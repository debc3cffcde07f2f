use clap::{error::ErrorKind, CommandFactory, Parser};
use crossterm::{
    execute,
    terminal::{disable_raw_mode, enable_raw_mode, EnterAlternateScreen, LeaveAlternateScreen},
    tty::IsTty,
};
use ratatui::{
    backend::{Backend, CrosstermBackend},
    Terminal,
};
use std::{
    error::Error,
    io::{self, stdin},
    path::PathBuf,
};

use ioe_master::app::{App, Flow};
use ioe_master::config::{Config, ConfigStore, FileConfigStore};
use ioe_master::question::{bank_from_file, builtin_bank, BUILTIN_BANK};
use ioe_master::runtime::{AppEvent, CrosstermEventSource, EventSource};

/// terminal english exam trainer
#[derive(Parser, Debug, Clone)]
#[clap(
    version,
    about,
    long_about = "An English exam trainer in the terminal: answer multiple-choice, fill-in-the-blank, and rearrangement questions, get instant feedback and a score, then retry just the ones you missed."
)]
pub struct Cli {
    /// path to a custom question bank (json); defaults to the built-in exam
    #[clap(short, long)]
    bank: Option<PathBuf>,

    /// player name shown on the result screen (remembered between runs)
    #[clap(short, long)]
    name: Option<String>,

    /// shuffle the question order at the start of each run
    #[clap(long)]
    shuffle: bool,
}

fn main() -> Result<(), Box<dyn Error>> {
    let cli = Cli::parse();

    if !stdin().is_tty() {
        let mut cmd = Cli::command();
        cmd.error(ErrorKind::Io, "stdin must be a tty").exit();
    }

    let store = FileConfigStore::new();
    let config = store.load();

    let bank_path = cli
        .bank
        .clone()
        .or_else(|| config.bank_path.as_ref().map(PathBuf::from));
    let full_bank = match &bank_path {
        Some(path) => bank_from_file(path)?,
        None => builtin_bank(BUILTIN_BANK),
    };

    let player_name = cli
        .name
        .clone()
        .unwrap_or_else(|| config.player_name.clone());
    let shuffle = cli.shuffle || config.shuffle;

    enable_raw_mode()?;
    let mut stdout = io::stdout();
    execute!(stdout, EnterAlternateScreen)?;
    let backend = CrosstermBackend::new(stdout);
    let mut terminal = Terminal::new(backend)?;

    let mut app = App::new(full_bank, player_name, shuffle);
    let events = CrosstermEventSource::new();
    let result = run_app(&mut terminal, &mut app, &events);

    disable_raw_mode()?;
    execute!(terminal.backend_mut(), LeaveAlternateScreen)?;
    terminal.show_cursor()?;
    result?;

    // Remember the name and bank choice for next time.
    let _ = store.save(&Config {
        player_name: app.player_name.clone(),
        bank_path: bank_path.map(|p| p.display().to_string()),
        shuffle,
    });

    Ok(())
}

fn run_app<B: Backend>(
    terminal: &mut Terminal<B>,
    app: &mut App,
    events: &impl EventSource,
) -> Result<(), Box<dyn Error>> {
    loop {
        terminal.draw(|f| f.render_widget(&*app, f.area()))?;

        match events.next() {
            Err(_) => break,
            Ok(AppEvent::Resize) => {}
            Ok(AppEvent::Key(key)) => {
                if app.handle_key(key) == Flow::Quit {
                    break;
                }
            }
        }
    }

    Ok(())
}

#[cfg(test)]
mod tests {
    use super::*;
    use clap::Parser;

    #[test]
    fn test_cli_default_values() {
        let cli = Cli::parse_from(["ioe-master"]);

        assert_eq!(cli.bank, None);
        assert_eq!(cli.name, None);
        assert!(!cli.shuffle);
    }

    #[test]
    fn test_cli_bank_path() {
        let cli = Cli::parse_from(["ioe-master", "-b", "exams/custom.json"]);
        assert_eq!(cli.bank, Some(PathBuf::from("exams/custom.json")));

        let cli = Cli::parse_from(["ioe-master", "--bank", "other.json"]);
        assert_eq!(cli.bank, Some(PathBuf::from("other.json")));
    }

    #[test]
    fn test_cli_player_name() {
        let cli = Cli::parse_from(["ioe-master", "-n", "Mai"]);
        assert_eq!(cli.name, Some("Mai".to_string()));

        let cli = Cli::parse_from(["ioe-master", "--name", "Nguyen Van A"]);
        assert_eq!(cli.name, Some("Nguyen Van A".to_string()));
    }

    #[test]
    fn test_cli_shuffle_flag() {
        let cli = Cli::parse_from(["ioe-master", "--shuffle"]);
        assert!(cli.shuffle);
    }
}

####

Your task is to reproduce the full listing exactly.

repository debc3cffcde07f2f
use clap::{error::ErrorKind, CommandFactory, Parser};
use crossterm::{
    execute,
    terminal::{disable_raw_mode, enable_raw_mode, EnterAlternateScreen, LeaveAlternateScreen},
    tty::IsTty,
};
use ratatui::{
    backend::{Backend, CrosstermBackend},
    Terminal,
};
use std::{
    error::Error,
    io::{self, stdin},
    path::PathBuf,
};

use ioe_master::app::{App, Flow};
use ioe_master::config::{Config, ConfigStore, FileConfigStore};
use ioe_master::question::{bank_from_file, builtin_bank, BUILTIN_BANK};
use ioe_master::runtime::{AppEvent, CrosstermEventSource, EventSource};

/// terminal english exam trainer
#[derive(Parser, Debug, Clone)]
#[clap(
    version,
    about,
    long_about = "An English exam trainer in the terminal: answer multiple-choice, fill-in-the-blank, and rearrangement questions, get instant feedback and a score, then retry just the ones you missed."
)]
pub struct Cli {
    /// path to a custom question bank (json); defaults to the built-in exam
    #[clap(short, long)]
    bank: Option<PathBuf>,

    /// player name shown on the result screen (remembered between runs)
    #[clap(short, long)]
    name: Option<String>,

    /// shuffle the question order at the start of each run
    #[clap(long)]
    shuffle: bool,
}

fn main() -> Result<(), Box<dyn Error>> {
    let cli = Cli::parse();

    if !stdin().is_tty() {
        let mut cmd = Cli::command();
        cmd.error(ErrorKind::Io, "stdin must be a tty").exit();
    }

    let store = FileConfigStore::new();
    let config = store.load();

    let bank_path = cli
        .bank
        .clone()
        .or_else(|| config.bank_path.as_ref().map(PathBuf::from));
    let full_bank = match &bank_path {
        Some(path) => bank_from_file(path)?,
        None => builtin_bank(BUILTIN_BANK),
    };

    let player_name = cli
        .name
        .clone()
        .unwrap_or_else(|| config.player_name.clone());
    let shuffle = cli.shuffle || config.shuffle;

    enable_raw_mode()?;
    let mut stdout = io::stdout();
    execute!(stdout, EnterAlternateScreen)?;
    let backend = CrosstermBackend::new(stdout);
    let mut terminal = Terminal::new(backend)?;

    let mut app = App::new(full_bank, player_name, shuffle);
    let events = CrosstermEventSource::new();
    let result = run_app(&mut terminal, &mut app, &events);

    disable_raw_mode()?;
    execute!(terminal.backend_mut(), LeaveAlternateScreen)?;
    terminal.show_cursor()?;
    result?;

    // Remember the name and bank choice for next time.
    let _ = store.save(&Config {
        player_name: app.player_name.clone(),
        bank_path: bank_path.map(|p| p.display().to_string()),
        shuffle,
    });

    Ok(())
}

fn run_app<B: Backend>(
    terminal: &mut Terminal<B>,
    app: &mut App,
    events: &impl EventSource,
) -> Result<(), Box<dyn Error>> {
    loop {
        terminal.draw(|f| f.render_widget(&*app, f.area()))?;

        match events.next() {
            Err(_) => break,
            Ok(AppEvent::Resize) => {}
            Ok(AppEvent::Key(key)) => {
                if app.handle_key(key) == Flow::Quit {
                    break;
                }
            }
        }
    }

    Ok(())
}

#[cfg(test)]
mod tests {
    use super::*;
    use clap::Parser;

    #[test]
    fn test_cli_default_values() {
        let cli = Cli::parse_from(["ioe-master"]);

        assert_eq!(cli.bank, None);
        assert_eq!(cli.name, None);
        assert!(!cli.shuffle);
    }

    #[test]
    fn test_cli_bank_path() {
        let cli = Cli::parse_from(["ioe-master", "-b", "exams/custom.json"]);
        assert_eq!(cli.bank, Some(PathBuf::from("exams/custom.json")));

        let cli = Cli::parse_from(["ioe-master", "--bank", "other.json"]);
        assert_eq!(cli.bank, Some(PathBuf::from("other.json")));
    }

    #[test]
    fn test_cli_player_name() {
        let cli = Cli::parse_from(["ioe-master", "-n", "Mai"]);
        assert_eq!(cli.name, Some("Mai".to_string()));

        let cli = Cli::parse_from(["ioe-master", "--name", "Nguyen Van A"]);
        assert_eq!(cli.name, Some("Nguyen Van A".to_string()));
    }

    #[test]
    fn test_cli_shuffle_flag() {
        let cli = Cli::parse_from(["ioe-master", "--shuffle"]);
        assert!(cli.shuffle);
    }
}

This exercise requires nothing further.